My research focuses on the experiences of autistic adolescents and adults in the areas of health, healthcare, education, and employment. I’m thrilled to be staying at the Autism Research Centre and at Queens’ as a PDRA Rokos Fellow, after completing my PhD here. During my PhD, I identified dramatically increased risks of chronic, physical health conditions among autistic adults, and particularly autistic females. My work also provides early evidence that lifestyle behaviors (e.g., diet, exercise, and sleep), together with other biological or societal factors likely contribute to excess risk of some chronic physical health conditions among autistic individuals. Finally, using mixed-methods studies, I established that autistic adults may be more likely to be LGBTQA+, and may experience differences in sexual activity, substance use, and healthcare quality. Findings from my PhD have been published in journals such as The Lancet Psychiatry, Nature Communications, Molecular Autism, and Autism; in addition, I co-wrote two articles for the GP magazine, Prescriber, aimed at informing healthcare providers about appropriate screening and support for autistic children and adults. I have greatly enjoyed supervising undergraduate students in the fields of Medicine, Psychological and Behavioral Sciences, and Natural Sciences (both at Queens’ and at other Cambridge colleges) over the past three years and look forward to the opportunity to continue teaching during my PDRA position.

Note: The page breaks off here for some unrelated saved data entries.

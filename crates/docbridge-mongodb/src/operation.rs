//! Operation dispatch table.
//!
//! Each operation has three phases:
//! 1. [`build`]: positional arguments are validated and request documents
//!    encoded into a fresh [`Baton`]. Argument problems are faults.
//! 2. [`execute`]: the single driver call, run inline or on a worker.
//! 3. [`shape`]: driver output is decoded into the result structure.

use bson::Document as BsonDocument;
use docbridge_bson::{decode_raw, host, object_id, DocHandle, Document, Encoder, IdBinding, Scope};
use docbridge_common::{BridgeError, ErrorCode, Result};
use serde_json::{json, Map, Value as JsonValue};
use tracing::warn;

use crate::baton::Baton;
use crate::driver::{database_of, Driver, FindSpec, IndexSpec};
use crate::options::{parse_options, OptionKind, MONGO_UPDATE_BASIC};

const VERSION: &str = env!("CARGO_PKG_VERSION");

/// Every operation the bridge exposes
#[derive(Debug, Clone, Copy, PartialEq, Eq, Hash)]
pub enum OpKind {
    About,
    Version,
    Open,
    Close,
    Retrieve,
    Insert,
    InsertBatch,
    Update,
    Remove,
    Command,
    CreateIndex,
    ObjectId,
    ObjectIdDate,
}

impl OpKind {
    pub fn name(&self) -> &'static str {
        match self {
            OpKind::About => "about",
            OpKind::Version => "version",
            OpKind::Open => "open",
            OpKind::Close => "close",
            OpKind::Retrieve => "retrieve",
            OpKind::Insert => "insert",
            OpKind::InsertBatch => "insert_batch",
            OpKind::Update => "update",
            OpKind::Remove => "remove",
            OpKind::Command => "command",
            OpKind::CreateIndex => "create_index",
            OpKind::ObjectId => "object_id",
            OpKind::ObjectIdDate => "object_id_date",
        }
    }

    /// Resolve a method name; `find` is accepted for `retrieve`
    pub fn from_name(name: &str) -> Option<OpKind> {
        let kind = match name {
            "about" => OpKind::About,
            "version" => OpKind::Version,
            "open" => OpKind::Open,
            "close" => OpKind::Close,
            "retrieve" | "find" => OpKind::Retrieve,
            "insert" => OpKind::Insert,
            "insert_batch" => OpKind::InsertBatch,
            "update" => OpKind::Update,
            "remove" => OpKind::Remove,
            "command" => OpKind::Command,
            "create_index" => OpKind::CreateIndex,
            "object_id" => OpKind::ObjectId,
            "object_id_date" => OpKind::ObjectIdDate,
            _ => return None,
        };
        Some(kind)
    }

    /// Name used in argument error messages
    fn method(&self) -> &'static str {
        match self {
            OpKind::Retrieve => "Retrieve",
            OpKind::Insert => "Insert",
            OpKind::InsertBatch => "Insert Batch",
            OpKind::Update => "Update",
            OpKind::Remove => "Remove",
            OpKind::Command => "Command",
            OpKind::CreateIndex => "Create_Index",
            _ => "Unknown",
        }
    }

    /// Whether the connection must be open before the call is accepted
    pub fn requires_connection(&self) -> bool {
        matches!(
            self,
            OpKind::Retrieve
                | OpKind::Insert
                | OpKind::InsertBatch
                | OpKind::Update
                | OpKind::Remove
                | OpKind::Command
                | OpKind::CreateIndex
        )
    }

    /// Whether the operation calls the driver at all
    pub fn uses_driver(&self) -> bool {
        self.requires_connection() || matches!(self, OpKind::Open | OpKind::Close)
    }

    /// Operations whose synchronous form returns a bare string
    pub fn returns_text(&self) -> bool {
        matches!(self, OpKind::About | OpKind::Version | OpKind::ObjectId)
    }
}

impl std::fmt::Display for OpKind {
    fn fmt(&self, f: &mut std::fmt::Formatter<'_>) -> std::fmt::Result {
        f.write_str(self.name())
    }
}

/// Settings shared by every baton built for a connection
#[derive(Debug, Clone)]
pub struct BuildContext {
    pub id_field: String,
    pub encoder: Encoder,
}

impl Default for BuildContext {
    fn default() -> Self {
        Self {
            id_field: docbridge_bson::DEFAULT_ID_FIELD.to_string(),
            encoder: Encoder::default(),
        }
    }
}

/// Validate arguments and encode request documents.
///
/// Argument and option errors are returned as faults. Encoding failures
/// (such as an oversized document) are recorded on the baton instead, so
/// they surface through the failure result.
pub fn build(kind: OpKind, args: &[JsonValue], ctx: &BuildContext) -> Result<Baton> {
    let mut baton = Baton::new(kind, &ctx.id_field, ctx.encoder.clone());

    let parsed = match kind {
        OpKind::About => {
            baton.output = format!("docbridge: Version: {}", VERSION);
            Ok(())
        }
        OpKind::Version => {
            baton.output = VERSION.to_string();
            Ok(())
        }
        OpKind::ObjectId => {
            baton.output = object_id::generate().to_hex();
            Ok(())
        }
        OpKind::ObjectIdDate => build_object_id_date(&mut baton, args),
        OpKind::Open => build_open(&mut baton, args),
        OpKind::Close => Ok(()),
        OpKind::Retrieve => build_retrieve(&mut baton, args),
        OpKind::Insert => build_insert(&mut baton, args),
        OpKind::InsertBatch => build_insert_batch(&mut baton, args),
        OpKind::Update => build_update(&mut baton, args),
        OpKind::Remove => build_remove(&mut baton, args),
        OpKind::Command => build_command(&mut baton, args),
        OpKind::CreateIndex => build_create_index(&mut baton, args),
    };

    match parsed {
        Ok(()) => Ok(baton),
        Err(err) if err.is_fault() => Err(err),
        Err(err) => {
            baton.fail(err);
            Ok(baton)
        }
    }
}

The goals of my postdoctoral position are two-fold: (1) I will continue my work regarding the health and healthcare of autistic adults, but will also expand my research to consider the experiences of young autistic adults in the UK who are ‘NEET’ (Not in Employment, Education, or Training); and (2) I will be developing policy documents to help communicate the findings of my research to key stakeholders and policy-makers, in order to improve healthcare quality and support for autistic individuals.